Can You Really Trust Your Age? [Unlock The Secret of Feeling Expired]

Today’s outfit idea is to attempt to look young(er).

Hehe…

Off-shoulder blouse and denim skirt.

The trendy coordinates younger teenage girls would wear.

I pair it with the Rosaria Riggens bucket bag from Mizzue in brandy wine colour and a pair of white sneakers just like those Korean street fashion shoes.

I did not style my hair at all, I just simply tie a knot and put on some really light makeup.

This, is how I imagine a younger version of me would look like.  

When I was younger, say in my 20s, my dream is to be a freelance writer, travelling the globe with my guitar and my jobless and artistically talented boyfriend. We will sail the seas and live a nomadic life together. We would write songs and stargazing at some distant lighthouse in Pladda, a small remote island off the west coast of Scotland…

That were the dreams that I had those days.

As I grow older and become a mother, there are more and more “restrictions” or so-called social stereotype. There comes the “age-appropriate” attire, makeup, hairstyle, lifestyle etc… I have to put family and my kids first, then myself as last in the priority list. I become more self-conscious. I started to “confine” myself to wear more decent clothing, learn how to cook “proper” meal, feed my children first, travel less and try to “achieve” those things that are expected of a woman in her 30s, such as having an investment property and a good career…

Sometime in the sleepless nights, I would still think of those distant dreams I once had.

And most of the time, I felt like I have expired.

My dreams have expired.

Somehow, I do feel a bit uncomfortable to accept the fact that I am getting older.

I keep telling myself, “Those days are over.”

Life circumstances have changed and shaped me so much. I felt a mixture of feeling, upset because of losing youth but feeling blessed at the same time because of the happiness marriage and children have brought me.
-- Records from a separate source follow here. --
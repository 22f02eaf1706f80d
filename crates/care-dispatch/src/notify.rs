//! Operator feedback emitted by manual dispatch actions.

use serde::{Deserialize, Serialize};
use tracing::{info, warn};

#[derive(Debug, Clone, Copy, PartialEq, Eq, Serialize, Deserialize)]
#[serde(rename_all = "snake_case")]
pub enum NotificationKind {
    Default,
    Destructive,
}

impl NotificationKind {
    pub const fn label(self) -> &'static str {
        match self {
            Self::Default => "default",
            Self::Destructive => "destructive",
        }
    }
}

#[derive(Debug, Clone, PartialEq, Eq, Serialize, Deserialize)]
pub struct NotificationMessage {
    pub title: String,
    pub description: String,
}

impl NotificationMessage {
    pub fn new(title: impl Into<String>, description: impl Into<String>) -> Self {
        Self {
            title: title.into(),
            description: description.into(),
        }
    }
}

/// Outbound notification port (toasts, chat hooks, e-mail adapters).
pub trait Notifier: Send + Sync {
    fn notify(&self, kind: NotificationKind, message: NotificationMessage)
        -> Result<(), NotifyError>;
}

#[derive(Debug, thiserror::Error)]
pub enum NotifyError {
    #[error("notification transport unavailable: {0}")]
    Transport(String),
}

/// Writes notifications to the tracing subscriber.
#[derive(Debug, Default, Clone, Copy)]
pub struct TracingNotifier;

impl Notifier for TracingNotifier {
    fn notify(
        &self,
        kind: NotificationKind,
        message: NotificationMessage,
    ) -> Result<(), NotifyError> {
        match kind {
            NotificationKind::Default => {
                info!(title = %message.title, "{}", message.description)
            }
            NotificationKind::Destructive => {
                warn!(title = %message.title, "{}", message.description)
            }
        }
        Ok(())
    }
}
I shared my thought with a friend, and she sent me a message like this:

There are different beauties at different stages of a woman’s life. You mellow like the red wine or tea rich in taste and emit a fragrance of maturity, wisdom, depth, and confidence. Over time and experience, you find your own identity and position, develop your character and personality. With your hard work and learning, you are reaping a good harvest of what you sow in all areas of your life. Like a diamond being grinded in all angles, you shine with different radiance with time.
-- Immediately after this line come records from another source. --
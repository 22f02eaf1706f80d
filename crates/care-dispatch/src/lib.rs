//! Support request dispatch: request list filtering, manual dispatch
//! controls, overview and reporting views.

pub mod analytics;
pub mod config;
pub mod dispatch;
pub mod error;
pub mod notify;
pub mod overview;
pub mod requests;
pub mod sample;
pub mod telemetry;

pub use error::AppError;
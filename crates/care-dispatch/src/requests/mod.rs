//! Support request records and the request list filter.

pub mod domain;
pub mod export;
pub mod filter;
pub mod import;
pub mod index;
pub mod repository;

pub use domain::{
    Request, RequestId, RequestPriority, RequestStatus, UnknownLabel, UNASSIGNED_PROVIDER,
};
pub use export::{to_csv_string, write_csv};
pub use filter::{filter_requests, FilterCriteria, Selector, WILDCARD};
pub use import::{CsvRequestSource, ImportError};
pub use index::RequestIndex;
pub use repository::{RepositoryError, RequestRepository};
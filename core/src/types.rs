// Identifier, payload and mode types crossing the host boundary

use std::fmt;
use std::str::FromStr;

use serde::{Deserialize, Serialize};
use uuid::Uuid;

use crate::codec::{self, InvalidUuid};

// ============================================================================
// IDENTIFIERS
// ============================================================================

/// Declares a UUID-backed identifier with canonical lowercase rendering
/// and case-insensitive parsing against the hyphenated grammar.
macro_rules! uuid_id {
    ($(#[$meta:meta])* $name:ident) => {
        $(#[$meta])*
        #[derive(
            Debug, Clone, Copy, PartialEq, Eq, Hash, PartialOrd, Ord, Serialize, Deserialize,
        )]
        #[serde(transparent)]
        pub struct $name(Uuid);

        impl $name {
            pub fn new(uuid: Uuid) -> Self {
                Self(uuid)
            }

            /// Generate a fresh random identifier.
            pub fn generate() -> Self {
                Self(Uuid::new_v4())
            }

            pub fn as_uuid(&self) -> &Uuid {
                &self.0
            }
        }

        impl fmt::Display for $name {
            fn fmt(&self, f: &mut fmt::Formatter<'_>) -> fmt::Result {
                // `hyphenated` renders lowercase, the canonical output form
                write!(f, "{}", self.0.hyphenated())
            }
        }

        impl FromStr for $name {
            type Err = InvalidUuid;

            fn from_str(s: &str) -> Result<Self, Self::Err> {
                codec::decode_uuid(s).map(Self).ok_or(InvalidUuid)
            }
        }

        impl From<Uuid> for $name {
            fn from(uuid: Uuid) -> Self {
                Self(uuid)
            }
        }
    };
}

uuid_id!(
    /// Identity of a user in the mesh network. The engine assigns the
    /// local one on session start; remote ones arrive in events.
    UserId
);

uuid_id!(
    /// Identity of a remote device currently reachable over the mesh.
    PeerId
);

uuid_id!(
    /// Identity the engine assigns to one outbound message per `send`.
    MessageId
);

uuid_id!(
    /// License key handed to the engine at initialization.
    ApiKey
);

impl From<UserId> for PeerId {
    fn from(user_id: UserId) -> Self {
        Self(user_id.0)
    }
}

// ============================================================================
// PAYLOAD
// ============================================================================

/// Opaque bytes exchanged with the host as base64 text.
///
/// Zero-length is a real, representable value: an empty payload on input
/// is forwarded to the engine (which flags it), while an empty payload on
/// output omits its key from the result object.
#[derive(Clone, Default, PartialEq, Eq)]
pub struct Payload(Vec<u8>);

impl Payload {
    pub fn new(bytes: Vec<u8>) -> Self {
        Self(bytes)
    }

    pub fn empty() -> Self {
        Self(Vec::new())
    }

    /// Decode from base64 text. `None` means the text is not valid
    /// standard-alphabet base64; an empty string decodes to an empty
    /// payload, which is distinct from absent.
    pub fn from_base64(text: &str) -> Option<Self> {
        codec::decode_base64(text).map(Self)
    }

    pub fn to_base64(&self) -> String {
        codec::encode_base64(&self.0)
    }

    pub fn len(&self) -> usize {
        self.0.len()
    }

    pub fn is_empty(&self) -> bool {
        self.0.is_empty()
    }

    pub fn as_bytes(&self) -> &[u8] {
        &self.0
    }

    pub fn into_bytes(self) -> Vec<u8> {
        self.0
    }
}

impl From<Vec<u8>> for Payload {
    fn from(bytes: Vec<u8>) -> Self {
        Self(bytes)
    }
}

impl From<&[u8]> for Payload {
    fn from(bytes: &[u8]) -> Self {
        Self(bytes.to_vec())
    }
}

impl fmt::Debug for Payload {
    fn fmt(&self, f: &mut fmt::Formatter<'_>) -> fmt::Result {
        if self.0.len() <= 16 {
            write!(f, "Payload({} bytes, {})", self.0.len(), hex::encode(&self.0))
        } else {
            write!(
                f,
                "Payload({} bytes, {}..)",
                self.0.len(),
                hex::encode(&self.0[..16])
            )
        }
    }
}

// ============================================================================
// TRANSMISSION MODE
// ============================================================================

/// How a payload travels through the mesh.
///
/// Wire form is `{"type": "broadcast" | "mesh" | "p2p", "uuid": "..."}`.
/// The identifier is the recipient for `Mesh` and `P2p`; for `Broadcast`
/// it is the sender's own user id.
#[derive(Debug, Clone, Copy, PartialEq, Eq, Serialize, Deserialize)]
#[serde(tag = "type", rename_all = "lowercase")]
pub enum TransmissionMode {
    /// Deliver to every reachable peer, relayed hop by hop.
    Broadcast { uuid: UserId },
    /// Deliver to one recipient, relayed through intermediate peers.
    Mesh { uuid: UserId },
    /// Deliver to one recipient only over a direct, active link.
    P2p { uuid: UserId },
}

impl TransmissionMode {
    pub fn type_name(&self) -> &'static str {
        match self {
            Self::Broadcast { .. } => "broadcast",
            Self::Mesh { .. } => "mesh",
            Self::P2p { .. } => "p2p",
        }
    }

    /// The identifier the variant carries.
    pub fn uuid(&self) -> &UserId {
        match self {
            Self::Broadcast { uuid } | Self::Mesh { uuid } | Self::P2p { uuid } => uuid,
        }
    }
}

impl fmt::Display for TransmissionMode {
    fn fmt(&self, f: &mut fmt::Formatter<'_>) -> fmt::Result {
        write!(f, "{}({})", self.type_name(), self.uuid())
    }
}

// ============================================================================
// PROPAGATION PROFILE
// ============================================================================

/// Engine-internal tuning preset selected at session start. Opaque to
/// this layer; passed through verbatim.
#[derive(Debug, Clone, Copy, PartialEq, Eq, Default, Serialize, Deserialize)]
#[serde(rename_all = "camelCase")]
pub enum PropagationProfile {
    #[default]
    Standard,
    HighDensityEnvironment,
    SparseEnvironment,
    LongReach,
    ShortReach,
}

impl PropagationProfile {
    /// Parse a host-supplied profile name. Accepts both historical
    /// spellings of the density profiles; anything unrecognized yields
    /// `None` and callers fall back to `Standard`.
    pub fn parse(name: &str) -> Option<Self> {
        match name {
            "standard" => Some(Self::Standard),
            "highDensityEnvironment" | "highDensityNetwork" => Some(Self::HighDensityEnvironment),
            "sparseEnvironment" | "sparseNetwork" => Some(Self::SparseEnvironment),
            "longReach" => Some(Self::LongReach),
            "shortReach" => Some(Self::ShortReach),
            _ => None,
        }
    }
}

// ============================================================================
// PERMISSIONS
// ============================================================================

/// Host capabilities the mesh engine depends on.
#[derive(Debug, Clone, Copy, PartialEq, Eq, Hash)]
pub enum Capability {
    Bluetooth,
    Location,
}

impl Capability {
    /// Parse a host-supplied capability name. Unknown names are ignored
    /// by callers, matching the permissive host contract.
    pub fn parse(name: &str) -> Option<Self> {
        match name {
            "bluetooth" => Some(Self::Bluetooth),
            "location" => Some(Self::Location),
            _ => None,
        }
    }
}

impl fmt::Display for Capability {
    fn fmt(&self, f: &mut fmt::Formatter<'_>) -> fmt::Result {
        match self {
            Self::Bluetooth => write!(f, "bluetooth"),
            Self::Location => write!(f, "location"),
        }
    }
}

/// Per-capability grant state reported by the host platform.
#[derive(Debug, Clone, Copy, PartialEq, Eq, Serialize, Deserialize)]
#[serde(rename_all = "lowercase")]
pub enum PermissionState {
    Granted,
    Denied,
    Prompt,
}

/// Snapshot of the capabilities this layer cares about.
#[derive(Debug, Clone, PartialEq, Eq, Serialize, Deserialize)]
pub struct PermissionStatus {
    pub bluetooth: PermissionState,
    #[serde(skip_serializing_if = "Option::is_none")]
    pub location: Option<PermissionState>,
}

// ============================================================================
// TESTS
// ============================================================================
I feel so deeply empowered.

God makes all things beautiful in His time.

I should not feel constrained or less desired, I should not think that my dreams have expired.

Because I am still passionate about life, about pursuing goals and believe in dreams.
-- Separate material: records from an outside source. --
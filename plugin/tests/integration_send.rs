// Send contract: validation versus engine-flagged payloads, terminal
// event exclusivity, progress ordering, and the broadcast sender
// fill-in — all over the loopback engine.

use std::sync::Arc;

use parking_lot::Mutex;
use serde_json::{json, Value};

use meshbridge_core::error::{BridgeError, FailureReason, ValidationError};
use meshbridge_core::event::EventName;
use meshbridge_core::loopback::{MAX_PAYLOAD_BYTES, PROGRESS_CHUNK_BYTES};
use meshbridge_core::types::Payload;
use meshbridge_plugin::{command, BridgeConfig, MeshBridge};

const API_KEY: &str = "123e4567-e89b-12d3-a456-426614174000";

type Events = Arc<Mutex<Vec<(&'static str, Value)>>>;

fn collect_all(bridge: &MeshBridge) -> Events {
    let events: Events = Arc::new(Mutex::new(Vec::new()));
    for name in EventName::ALL {
        let sink = Arc::clone(&events);
        let key = name.as_str();
        bridge.subscribe_event(*name, move |payload| {
            sink.lock().push((key, payload.clone()));
        });
    }
    events
}

async fn started_bridge() -> (MeshBridge, meshbridge_core::LoopbackEngine, Events) {
    let (bridge, engine) = MeshBridge::loopback(BridgeConfig::default());
    let events = collect_all(&bridge);
    bridge
        .invoke(command::INITIALIZE, Some(json!({ "apiKey": API_KEY })))
        .await
        .unwrap();
    bridge
        .invoke(command::START, Some(json!({ "propagationProfile": "standard" })))
        .await
        .unwrap();
    events.lock().clear();
    (bridge, engine, events)
}

fn terminal_events(events: &Events, message_id: &str) -> Vec<&'static str> {
    events
        .lock()
        .iter()
        .filter(|(name, payload)| {
            (*name == "onSend" || *name == "onFailToSend") && payload["messageID"] == message_id
        })
        .map(|(name, _)| *name)
        .collect()
}

#[tokio::test]
async fn test_scenario_initialize_start_send_broadcast() {
    let (bridge, _engine) = MeshBridge::loopback(BridgeConfig::default());
    let events = collect_all(&bridge);

    bridge
        .invoke(command::INITIALIZE, Some(json!({ "apiKey": API_KEY })))
        .await
        .unwrap();
    let result = bridge.invoke(command::IS_INITIALIZED, None).await.unwrap().unwrap();
    assert_eq!(result["isInitialized"], true);

    bridge
        .invoke(command::START, Some(json!({ "propagationProfile": "standard" })))
        .await
        .unwrap();
    let result = bridge.invoke(command::IS_STARTED, None).await.unwrap().unwrap();
    assert_eq!(result["isStarted"], true);

    let user_id = bridge
        .invoke(command::CURRENT_USER_ID, None)
        .await
        .unwrap()
        .unwrap()["userID"]
        .as_str()
        .unwrap()
        .to_string();

    let result = bridge
        .invoke(
            command::SEND,
            Some(json!({
                "data": "SGVsbG8=",
                "transmissionMode": { "type": "broadcast", "uuid": user_id },
            })),
        )
        .await
        .unwrap()
        .unwrap();
    let message_id = result["messageID"].as_str().unwrap().to_string();

    // Exactly one terminal event, bearing the same message id
    assert_eq!(terminal_events(&events, &message_id), vec!["onSend"]);

    // The loopback echo delivers the payload back intact
    let events = events.lock();
    let received = events
        .iter()
        .find(|(name, _)| *name == "onReceiveData")
        .expect("broadcast echoes back");
    assert_eq!(received.1["messageID"], message_id.as_str());
    assert_eq!(received.1["data"], "SGVsbG8=");
    assert_eq!(received.1["transmissionMode"]["type"], "broadcast");
}

#[tokio::test]
async fn test_absent_data_rejects_empty_data_reaches_engine() {
    let (bridge, _engine, events) = started_bridge().await;

    // Absent: validation error, no events
    let error = bridge
        .invoke(
            command::SEND,
            Some(json!({
                "transmissionMode": { "type": "broadcast" },
            })),
        )
        .await
        .unwrap_err();
    assert!(matches!(
        error,
        BridgeError::Validation(ValidationError::MissingPayload)
    ));

    // Present but empty: dispatched, flagged by the engine
    let error = bridge
        .invoke(
            command::SEND,
            Some(json!({
                "data": "",
                "transmissionMode": { "type": "broadcast" },
            })),
        )
        .await
        .unwrap_err();
    let BridgeError::Engine(failure) = error else {
        panic!("expected an engine failure, got {error}");
    };
    assert_eq!(failure.reason, FailureReason::DataValueIsEmpty);
    assert!(events.lock().is_empty());
}

#[tokio::test]
async fn test_oversized_payload_is_engine_flagged() {
    let (bridge, _engine, _events) = started_bridge().await;
    let oversized = Payload::new(vec![0u8; MAX_PAYLOAD_BYTES + 1]).to_base64();

    let error = bridge
        .invoke(
            command::SEND,
            Some(json!({
                "data": oversized,
                "transmissionMode": { "type": "broadcast" },
            })),
        )
        .await
        .unwrap_err();
    let BridgeError::Engine(failure) = error else {
        panic!("expected an engine failure, got {error}");
    };
    assert_eq!(failure.reason, FailureReason::DataLengthExceeded);
}

#[tokio::test]
async fn test_broadcast_without_uuid_fills_in_sender() {
    let (bridge, _engine, events) = started_bridge().await;
    let user_id = bridge.current_user_id().await.unwrap().unwrap().to_string();

    bridge
        .invoke(
            command::SEND,
            Some(json!({
                "data": "cGluZw==",
                "transmissionMode": { "type": "broadcast" },
            })),
        )
        .await
        .unwrap();

    let events = events.lock();
    let received = events
        .iter()
        .find(|(name, _)| *name == "onReceiveData")
        .unwrap();
    assert_eq!(received.1["transmissionMode"]["uuid"], user_id.as_str());
}

#[tokio::test]
async fn test_progress_precedes_terminal_and_increases() {
    let (bridge, _engine, events) = started_bridge().await;
    let data = Payload::new(vec![7u8; PROGRESS_CHUNK_BYTES * 3]).to_base64();

    let result = bridge
        .invoke(
            command::SEND,
            Some(json!({
                "data": data,
                "transmissionMode": { "type": "broadcast" },
            })),
        )
        .await
        .unwrap()
        .unwrap();
    let message_id = result["messageID"].as_str().unwrap().to_string();

    let events = events.lock();
    let mut last_position = 0u64;
    let mut terminal_seen = false;
    for (name, payload) in events.iter() {
        if payload["messageID"] != message_id.as_str() {
            continue;
        }
        match *name {
            "onProgressOfSend" => {
                assert!(!terminal_seen, "progress after the terminal event");
                let position = payload["position"].as_u64().unwrap();
                let of = payload["of"].as_u64().unwrap();
                assert!(position > last_position);
                assert!(position <= of);
                last_position = position;
            }
            "onSend" | "onFailToSend" => {
                assert!(!terminal_seen, "terminal event fired twice");
                terminal_seen = true;
            }
            _ => {}
        }
    }
    assert!(terminal_seen);
    assert_eq!(last_position, 3);
}

#[tokio::test]
async fn test_p2p_to_absent_peer_terminates_with_fail_to_send() {
    let (bridge, _engine, events) = started_bridge().await;

    let result = bridge
        .invoke(
            command::SEND,
            Some(json!({
                "data": "ZGlyZWN0",
                "transmissionMode": {
                    "type": "p2p",
                    "uuid": "9f1b2c3d-0a1b-42c3-8d4e-5f6a7b8c9d0e",
                },
            })),
        )
        .await
        .unwrap()
        .unwrap();
    let message_id = result["messageID"].as_str().unwrap().to_string();

    assert_eq!(terminal_events(&events, &message_id), vec!["onFailToSend"]);
    let events = events.lock();
    let failure = events
        .iter()
        .find(|(name, _)| *name == "onFailToSend")
        .unwrap();
    assert_eq!(failure.1["error"]["type"], "peerIsNotConnected");
}

#[tokio::test]
async fn test_mesh_to_connected_peer_delivers() {
    let (bridge, engine, events) = started_bridge().await;
    let peer = engine.peer_joins().unwrap();

    let result = bridge
        .invoke(
            command::SEND,
            Some(json!({
                "data": "cmVsYXk=",
                "transmissionMode": { "type": "mesh", "uuid": peer.to_string() },
            })),
        )
        .await
        .unwrap()
        .unwrap();
    let message_id = result["messageID"].as_str().unwrap().to_string();

    assert_eq!(terminal_events(&events, &message_id), vec!["onSend"]);
    let events = events.lock();
    let received = events
        .iter()
        .find(|(name, _)| *name == "onReceiveData")
        .unwrap();
    assert_eq!(received.1["transmissionMode"]["type"], "mesh");
}

#[tokio::test]
async fn test_concurrent_sends_get_distinct_ids_and_terminals() {
    let (bridge, _engine, events) = started_bridge().await;
    let bridge = Arc::new(bridge);

    let sends = (0..5).map(|index| {
        let bridge = Arc::clone(&bridge);
        async move {
            let data = Payload::new(vec![index as u8; 8]).to_base64();
            bridge
                .invoke(
                    command::SEND,
                    Some(json!({
                        "data": data,
                        "transmissionMode": { "type": "broadcast" },
                    })),
                )
                .await
        }
    });

    let results = futures::future::join_all(sends).await;
    let mut message_ids = Vec::new();
    for result in results {
        let result = result.unwrap().unwrap();
        message_ids.push(result["messageID"].as_str().unwrap().to_string());
    }

    message_ids.sort();
    message_ids.dedup();
    assert_eq!(message_ids.len(), 5, "message ids must be unique");

    for message_id in &message_ids {
        assert_eq!(
            terminal_events(&events, message_id),
            vec!["onSend"],
            "exactly one terminal event per send"
        );
    }
}

#[tokio::test]
async fn test_unrecognized_mode_rejects_without_events() {
    let (bridge, _engine, events) = started_bridge().await;

    let error = bridge
        .invoke(
            command::SEND,
            Some(json!({
                "data": "SGVsbG8=",
                "transmissionMode": { "type": "multicast", "uuid": API_KEY },
            })),
        )
        .await
        .unwrap_err();
    assert!(matches!(
        error,
        BridgeError::Validation(ValidationError::UnrecognizedTransmissionMode(_))
    ));
    assert!(events.lock().is_empty());
}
In my heart, I am still that girl who wants to dive in the Caribbean Sea, join a beauty pageant contest, backpack to Greece and have a date with Kelvin at Harajuku, dressing up like a Lolita *LOL*

I seldom put on casual looks, but this outfits coordinates has made Kelvin very impressed.

This bag from Mizzue is very comfortable to wear and matches the casual outfit very well. 

It also has a small pouch inside to keep cards, coins or keys.

The off-shoulder blouse in white goes well with the light denim skirt.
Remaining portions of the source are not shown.